Takashi Yamanouchi, president of Mazda Motor Corp, said yesterday that the award-winning CX-5 features SkyActiv, which offers outstanding fuel economy and emission levels without requiring electric motor assistance, making it significantly more affordable for consumers.
The new technology, which revolves around engine/transmission efficiency and weight-saving techniques, will also make its way to existing models such as the Mazda2 and Mazda3.
He met with Finance Minister Kittirat Na-Ranong on Tuesday and discussed Mazda's new technology.
"We did indeed go to the government to explain the benefits of this new technology," he said.

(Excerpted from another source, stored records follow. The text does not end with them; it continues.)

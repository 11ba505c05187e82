use log::{error, info};
use std::fs;
use std::path::Path;
use std::sync::Arc;
use std::time::Duration;

use diesel::connection::{Connection, SimpleConnection};
use diesel::r2d2::{self, ConnectionManager, PooledConnection};
use diesel::sqlite::SqliteConnection;
use diesel_migrations::{embed_migrations, EmbeddedMigrations, MigrationHarness};

use vnmarket_core::errors::{DatabaseError, Error, Result};

use crate::errors::{IntoCore, StorageError};

const MIGRATIONS: EmbeddedMigrations = embed_migrations!();

/// File name used when only a data directory is configured.
pub const DEFAULT_DB_FILE: &str = "assets.db";

pub type DbPool = r2d2::Pool<ConnectionManager<SqliteConnection>>;
pub type DbConnection = PooledConnection<ConnectionManager<SqliteConnection>>;

pub mod write_actor;
pub use write_actor::{spawn_writer, WriteHandle};

/// Create the database file (and its directory) and switch it to WAL mode.
pub fn init(db_path: &str) -> Result<String> {
    if let Some(db_dir) = Path::new(db_path).parent() {
        if !db_dir.as_os_str().is_empty() && !db_dir.exists() {
            fs::create_dir_all(db_dir).map_err(|e| {
                error!("Failed to create database directory {:?}: {}", db_dir, e);
                Error::StoreUnavailable(e.to_string())
            })?;
        }
    }

    let mut conn = SqliteConnection::establish(db_path).map_err(StorageError::from)?;
    conn.batch_execute(
        "
            PRAGMA journal_mode = WAL;
            PRAGMA busy_timeout = 30000;
            PRAGMA synchronous  = NORMAL;
        ",
    )
    .into_core()?;

    info!("Database initialized at {}", db_path);
    Ok(db_path.to_string())
}

pub fn create_pool(db_path: &str) -> Result<Arc<DbPool>> {
    let manager = ConnectionManager::<SqliteConnection>::new(db_path);
    let pool = r2d2::Pool::builder()
        .max_size(8)
        .min_idle(Some(1))
        .connection_timeout(Duration::from_secs(30))
        .connection_customizer(Box::new(ConnectionCustomizer))
        .build(manager)
        .map_err(|e| Error::Database(DatabaseError::PoolCreationFailed(e.to_string())))?;
    Ok(Arc::new(pool))
}

pub fn run_migrations(pool: &DbPool) -> Result<()> {
    info!("Running database migrations");
    let mut connection = get_connection(pool)?;

    let applied = connection
        .run_pending_migrations(MIGRATIONS)
        .map_err(|e| {
            error!("Database migration failed: {}", e);
            Error::from(StorageError::MigrationFailed(e.to_string()))
        })?;

    if applied.is_empty() {
        info!("No pending migrations to apply.");
    } else {
        info!("Applied the following migrations:");
        for version in &applied {
            info!("  - {}", version);
        }
    }

    Ok(())
}

pub fn get_connection(pool: &DbPool) -> Result<DbConnection> {
    pool.get().into_core()
}

/// `DATABASE_URL` wins over the data directory.
pub fn get_db_path(data_dir: &str) -> String {
    std::env::var("DATABASE_URL").unwrap_or_else(|_| {
        Path::new(data_dir)
            .join(DEFAULT_DB_FILE)
            .to_string_lossy()
            .into_owned()
    })
}

#[derive(Debug)]
struct ConnectionCustomizer;

impl r2d2::CustomizeConnection<SqliteConnection, r2d2::Error> for ConnectionCustomizer {
    fn on_acquire(&self, conn: &mut SqliteConnection) -> std::result::Result<(), r2d2::Error> {
        conn.batch_execute(
            "
            PRAGMA busy_timeout = 30000;
            PRAGMA synchronous = NORMAL;
        ",
        )
        .map_err(r2d2::Error::QueryError)
    }
}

In Japan, the CX-5 enjoys similar tax breaks as hybrid and electric vehicles due to its excellent fuel economy. The diesel version of the CX-5 claims average fuel consumption of just 4.5 litres per 100 kilometres (22.2km/litre).
In Thailand the excise duty is 10 per cent for electric and hybrid vehicles, 17 per cent for eco-cars, 25-50 per cent for E20 vehicles and 22-32 per cent for E85 vehicles depending on the engine size or output, with a 220-horsepower limit.
While the gasoline version of the CX-5 could qualify for the E20 excise rate, the diesel would not be eligible for any privileges, despite having average fuel consumption comparable to hybrid vehicles and eco-cars. "Regardless of what the Thai government decides, we will go ahead with the introduction of the CX-5," he said.
Mazda is having a ball in the market, with triple-digit sales growth during the last two years thanks to the introduction of the highly popular Mazda2 subcompact.
Last year it sold more than 42,000 vehicles and claimed a market share of 5.3 per cent, making Thailand its sixth-largest market globally, following Japan, China, the US and Australia.
For Thailand, Mazda has raised its projection to as much as 70,000 units for this year, and it is already eyeing 100,000-unit annual sales in the near future, which could help Thailand overtake Australia as Mazda's fourth-largest market in the world.
Mazda also plans to grow dramatically in Asean, with regional sales targeted at 150,000 units by 2015, although Thailand would remain its most important market.
"Just two years ago, our sales in Asean were 50,000 units, but this year we are getting closer to the 100,000-unit mark," he said.
Mazda vehicles are assembled at a plant in Rayong belonging to AutoAlliance Thailand, a joint venture with American auto-maker Ford Motor Co.
In May, it raised capacity for the BT-50 pickup truck by 20,000 units per year to cater to increasing demand.
While Ford has decided to cough up US$450 million to build its own passenger car plant in Rayong, Mazda has yet to make a decision. The new Ford plant has begun producing the Focus compact car, which will be formally launched in this market early next month.
"We will study production capacity enhancement to fully support our retail sales momentum," he said.
Due to robust growth in emerging markets, Mazda is expanding its production overseas.
"We will do more assembly in Asean, and will start production in Russia this year and in Mexico in 2014," he said.
Its only major production centre in Asean is AAT, while the Mazda2 is assembled in Vietnam in small numbers using CKD kits from Thailand.